Tiara J.: When everyone heard a hurricane was coming, everyone was busy buying supplies going here and there. Most people were scared …and stayed in their homes. My daddy and mommy say that more hurricanes will come. “Here we go again!” I say…The Red Cross is trying to help people so much.

Our friend and colleague from the Acadiana Writing Project, David Pulling wrote this in response to an 8th Grader’s post describing her experience of “Hurricane Sandy in Jackson Heights,” Queens:

I can relate to that feeling. Down on the Gulf Coast where I live, we dealt with Isaac a few months ago. It looked pretty dicey while we were watching the storm approach, so my wife and I provisioned up with gasoline for the generator, batteries, and a trunk load of supplies a few days in advance of landfall. When Isaac got here and determined his final track, we were blessed to be on the west side of the storm, so all we got was breezy, blustery kind of day with some rain. The lights never went out. Yeah, I was tempted to feel let down, like Mother Nature deprived me of her something in which I had invested so much preparation, but when I arrived at my senses, I was relieved. I stored the gasoline for the rest of hurricane season just in case and then poured it in the car and the pickup tanks when the season appeared over, and we’ll use the batteries and drinking water sooner or later. Nothing wasted, and nope, not let down: We were let up! Sounds like you were, too. But the same down here as with you, tens of thousands of people in adjacent areas of the state suffered devastating flooding, went without power for weeks, and really suffered. I’ve experienced other storms where we got clobbered, so I kind of know what those people and the folks in Jersey and New York are feeling. And trust me, that ain’t no fun!

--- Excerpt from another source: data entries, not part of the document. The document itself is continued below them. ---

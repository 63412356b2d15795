//! Error types for the sync engine.

use dfesync_protocol::{ProtocolError, TaxId};
use dfesync_store::StoreError;
use thiserror::Error;

/// Result type for sync operations.
pub type SyncResult<T> = Result<T, SyncError>;

/// Errors that can occur during sync operations.
#[derive(Error, Debug)]
pub enum SyncError {
    /// The credential's certificate is unusable. Its worker parks and only
    /// re-opens the certificate once per cycle interval.
    #[error("credential {identity} unusable: {reason}")]
    Credential {
        /// Affected identity.
        identity: String,
        /// What went wrong.
        reason: String,
    },

    /// The service answered with an application-level rejection.
    #[error("distribution rejected ({code}): {message}")]
    DistributionRejected {
        /// Machine-readable reason code.
        code: String,
        /// Human-readable message.
        message: String,
    },

    /// The service asked us to slow down.
    #[error("throttled ({code}): {message}")]
    Throttled {
        /// Status code reported by the service.
        code: String,
        /// Message reported by the service.
        message: String,
    },

    /// Network or TLS error.
    #[error("transport error: {message}")]
    Transport {
        /// Error message.
        message: String,
        /// Whether the operation can be retried.
        retryable: bool,
    },

    /// The exchange exceeded the request timeout.
    #[error("operation timed out")]
    Timeout,

    /// A response or entry could not be decoded.
    #[error("decode error: {0}")]
    Decode(String),

    /// Request building failed.
    #[error("protocol error: {0}")]
    Protocol(#[from] ProtocolError),

    /// Persistence failed.
    #[error("store error: {0}")]
    Store(#[from] StoreError),

    /// Sync was cancelled.
    #[error("sync cancelled")]
    Cancelled,

    /// Invalid configuration.
    #[error("configuration error: {0}")]
    Config(String),

    /// No credential is registered for the identity.
    #[error("no credential registered for {0}")]
    UnknownCredential(String),

    /// The credential's service does not offer the operation.
    #[error("unsupported: {0}")]
    Unsupported(String),
}

impl SyncError {
    /// Creates a credential error for `identity`.
    pub fn credential(identity: &TaxId, reason: impl Into<String>) -> Self {
        Self::Credential {
            identity: identity.to_string(),
            reason: reason.into(),
        }
    }

    /// Creates a retryable transport error.
    pub fn transport_retryable(message: impl Into<String>) -> Self {
        Self::Transport {
            message: message.into(),
            retryable: true,
        }
    }

    /// Creates a non-retryable transport error.
    pub fn transport_fatal(message: impl Into<String>) -> Self {
        Self::Transport {
            message: message.into(),
            retryable: false,
        }
    }

    /// Returns true if this error can be retried.
    pub fn is_retryable(&self) -> bool {
        match self {
            SyncError::Transport { retryable, .. } => *retryable,
            SyncError::Timeout | SyncError::Throttled { .. } => true,
            _ => false,
        }
    }

    /// Returns true for network-level failures, timeouts included.
    pub fn is_transport(&self) -> bool {
        matches!(self, SyncError::Transport { .. } | SyncError::Timeout)
    }
}

#[cfg(test)]
mod tests {
    use super::*;

    #[test]
    fn retryable_errors() {
        assert!(SyncError::transport_retryable("connection reset").is_retryable());
        assert!(!SyncError::transport_fatal("no route").is_retryable());
        assert!(SyncError::Timeout.is_retryable());
        assert!(!SyncError::Cancelled.is_retryable());
        assert!(!SyncError::DistributionRejected {
            code: "593".into(),
            message: "CNPJ diverge".into()
        }
        .is_retryable());
    }

    #[test]
    fn credential_errors_are_not_transport() {
        let identity = TaxId::parse("12345678000190").unwrap();
        let err = SyncError::credential(&identity, "bad passphrase");
        assert!(!err.is_transport());
        assert!(!err.is_retryable());
        assert!(err.to_string().contains("12345678000190"));
        assert!(SyncError::Timeout.is_transport());
    }

    #[test]
    fn error_display() {
        let err = SyncError::DistributionRejected {
            code: "589".into(),
            message: "NSU informado superior ao maior NSU".into(),
        };
        assert!(err.to_string().contains("589"));
        assert!(err.to_string().contains("maior NSU"));
    }
}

What’s one thing you could do? You could comment on our students’ posts, and you might already have your own stories of resilience in the face of human-created/climate-related/carbon-connected crises. If you don’t have such stories yet, you probably will soon. We need to stand together now more than ever. And you might ask your students to do the same.

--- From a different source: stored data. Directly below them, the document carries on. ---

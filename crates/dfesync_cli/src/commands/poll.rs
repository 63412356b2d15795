//! Poll and fetch command implementations.

use super::{parse_identity, run, CommandResult};
use crate::output::OutputFormat;
use dfesync_engine::{EngineConfig, FetchReport};
use dfesync_store::Store;
use serde::Serialize;

#[derive(Serialize)]
struct PollView {
    identity: String,
    outcome: String,
    detail: String,
    cursor: String,
}

/// Runs one cycle for `identity`.
pub async fn poll(
    store: Store,
    config: EngineConfig,
    identity: &str,
    format: OutputFormat,
) -> CommandResult<()> {
    let identity = parse_identity(identity)?;
    let engine = run::engine(store, config);
    let outcome = engine.poll_once(&identity).await?;

    let view = PollView {
        identity: identity.to_string(),
        outcome: outcome.name().to_string(),
        detail: outcome.to_string(),
        cursor: engine.store().cursors().current(&identity).to_string(),
    };
    format.emit(&view, |view| {
        println!("{}  {}  cursor {}", view.identity, view.detail, view.cursor);
    })?;
    Ok(())
}

#[derive(Serialize)]
struct FetchView {
    identity: String,
    requested: usize,
    upgraded: usize,
    unavailable: usize,
    failed: usize,
}

/// Requests complete versions of up to `limit` summary invoices.
pub async fn fetch_complete(
    store: Store,
    config: EngineConfig,
    identity: &str,
    limit: usize,
    format: OutputFormat,
) -> CommandResult<()> {
    let identity = parse_identity(identity)?;
    let engine = run::engine(store, config);
    let FetchReport {
        requested,
        upgraded,
        unavailable,
        failed,
    } = engine.fetch_pending_complete(&identity, limit).await?;

    let view = FetchView {
        identity: identity.to_string(),
        requested,
        upgraded,
        unavailable,
        failed,
    };
    format.emit(&view, |view| {
        println!(
            "{}  requested {}  upgraded {}  unavailable {}  failed {}",
            view.identity, view.requested, view.upgraded, view.unavailable, view.failed
        );
    })?;
    Ok(())
}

I’m sure there are many other ways to help as well, but one further way is to join me in asking: How does curriculum change? After the Massey Mine Disaster, the BP Oil Spill, the Tsunami that brought about the Fukushima Daiichi Nuclear Disaster, the floods in Nashville, and now Hurricane Sandy… don’t we have some responsibility to ask: How does curriculum change?

We need to have a curriculum that isn’t bound to any particular content, but is open to developing with the content that inevitably hits us in the face. And I know it is a curriculum when something happens and students come to class and say, “We’re going to deal with this, right?”

How could we not?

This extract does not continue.